JYOTICNC - Technical Analysis with Chart Patterns & Indicators
Back to ListTechnical Rating: 3.2
| Stock Code | JYOTICNC | Market Cap | 18,139 Cr. | Current Price | 798 ₹ | High / Low | 1,331 ₹ |
| Stock P/E | 51.8 | Book Value | 97.3 ₹ | Dividend Yield | 0.00 % | ROCE | 21.5 % |
| ROE | 16.6 % | Face Value | 2.00 ₹ | DMA 50 | 913 ₹ | DMA 200 | 975 ₹ |
| Chg in FII Hold | -0.21 % | Chg in DII Hold | 0.49 % | PAT Qtr | 78.9 Cr. | PAT Prev Qtr | 72.1 Cr. |
| RSI | 29.4 | MACD | -42.6 | Volume | 1,22,756 | Avg Vol 1Wk | 3,61,269 |
| Low price | 750 ₹ | High price | 1,331 ₹ | PEG Ratio | 0.33 | Debt to equity | 0.18 |
| 52w Index | 8.18 % | Qtr Profit Var | 13.4 % | EPS | 15.4 ₹ | Industry PE | 29.2 |
📊 Chart Patterns & Trend: The stock is trading at ₹798, significantly below its 50 DMA (₹913) and 200 DMA (₹975), reflecting a strong bearish trend. Price action is near the 52-week low of ₹750, suggesting oversold conditions and possible consolidation.
📈 Moving Averages: Both 50 DMA and 200 DMA are above the current price, confirming downward momentum. A recovery above ₹913 would be the first bullish signal.
📉 RSI: At 29.4, RSI is in oversold territory, indicating potential for a short-term rebound if buying emerges.
📉 MACD: Deeply negative at -42.6, showing strong bearish momentum. Trend remains weak until MACD narrows toward zero.
📊 Bollinger Bands: Price is near the lower band, suggesting limited downside and potential mean reversion toward ₹830–₹850.

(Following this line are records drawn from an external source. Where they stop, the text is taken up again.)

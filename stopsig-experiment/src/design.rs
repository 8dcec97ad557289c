use rand::Rng;
use rand::seq::SliceRandom;
use serde::Serialize;

/// Go or stop, decided at design time by the block generator.
#[derive(Debug, Clone, Copy, PartialEq, Eq, Serialize)]
pub enum TrialKind {
    Go,
    Stop,
}

/// One slot of a block: which go stimulus to present and whether a stop
/// signal follows it.
#[derive(Debug, Clone, Copy, PartialEq, Eq)]
pub struct PlannedTrial {
    /// Index into the configured go stimuli.
    pub stimulus: usize,
    pub kind: TrialKind,
}

/// The basic design: every stimulus appears `round(1 / stop_proportion)`
/// times, exactly one of those as a stop trial. With a proportion of 1/4 and
/// two stimuli this is the classic 8-trial cell.
fn basic_design(n_stimuli: usize, stop_proportion: f64) -> Vec<PlannedTrial> {
    let per_stimulus = if stop_proportion > 0.0 {
        ((1.0 / stop_proportion).round() as usize).max(1)
    } else {
        1
    };
    let mut trials = Vec::with_capacity(n_stimuli * per_stimulus);
    for stimulus in 0..n_stimuli {
        if stop_proportion > 0.0 {
            trials.push(PlannedTrial {
                stimulus,
                kind: TrialKind::Stop,
            });
        }
        let go_count = if stop_proportion > 0.0 {
            per_stimulus - 1
        } else {
            per_stimulus
        };
        for _ in 0..go_count {
            trials.push(PlannedTrial {
                stimulus,
                kind: TrialKind::Go,
            });
        }
    }
    trials
}

/// A shuffled block: `reps` repetitions of the basic design.
pub fn block_design<R: Rng + ?Sized>(
    n_stimuli: usize,
    stop_proportion: f64,
    reps: usize,
    rng: &mut R,
) -> Vec<PlannedTrial> {
    let cell = basic_design(n_stimuli, stop_proportion);
    let mut trials = Vec::with_capacity(cell.len() * reps);
    for _ in 0..reps {
        trials.extend_from_slice(&cell);
    }
    trials.shuffle(rng);
    trials
}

📊 Volume Trends: Current volume (1.22 Lakh) is lower than average weekly volume (3.61 Lakh), showing reduced participation and lack of strong momentum.
🎯 Entry Zone: ₹770–₹800 (near support and oversold RSI).
🎯 Exit Zone: ₹880–₹920 (near 50 DMA resistance).
📌 Trend Status: Bearish with signs of consolidation. A reversal may occur if RSI rebounds and price sustains above ₹850–₹880.
Positive
- Strong ROCE (21.5%) and ROE (16.6%) indicate efficient capital use.
- PEG ratio of 0.33 suggests undervaluation relative to growth potential.
- Debt-to-equity ratio of 0.18 reflects financial stability.
- Quarterly PAT improved to ₹78.9 Cr from ₹72.1 Cr, showing earnings growth.
Limitation
- Stock P/E (51.8) is significantly higher than industry PE (29.2), indicating overvaluation.
- Price trading below both 50 DMA and 200 DMA confirms weak momentum.
- Low trading volume compared to average suggests lack of strong investor interest.
Company Negative News
- FII holdings decreased (-0.21%), showing reduced foreign investor confidence.
- Dividend yield is 0%, offering no income return for investors.
Company Positive News
- DII holdings increased (+0.49%), reflecting domestic institutional support.
- EPS at ₹15.4 remains strong compared to peers.
- Quarterly profit growth (+13.4%) indicates improving fundamentals.
Industry
- Industry PE at 29.2 is lower than the stock’s P/E, suggesting sector trades at more reasonable valuations.
- Despite premium valuation, JYOTICNC shows strong growth potential with low PEG ratio.
Conclusion
⚖️ JYOTICNC is currently in a bearish phase, trading below key moving averages with weak momentum. However, oversold RSI and improving quarterly profits provide potential for a short-term rebound. Entry near ₹770–₹800 offers favorable risk-reward, while exits around ₹880–₹920 align with resistance. Sustained buying and a move above ₹913 would confirm reversal toward bullish momentum.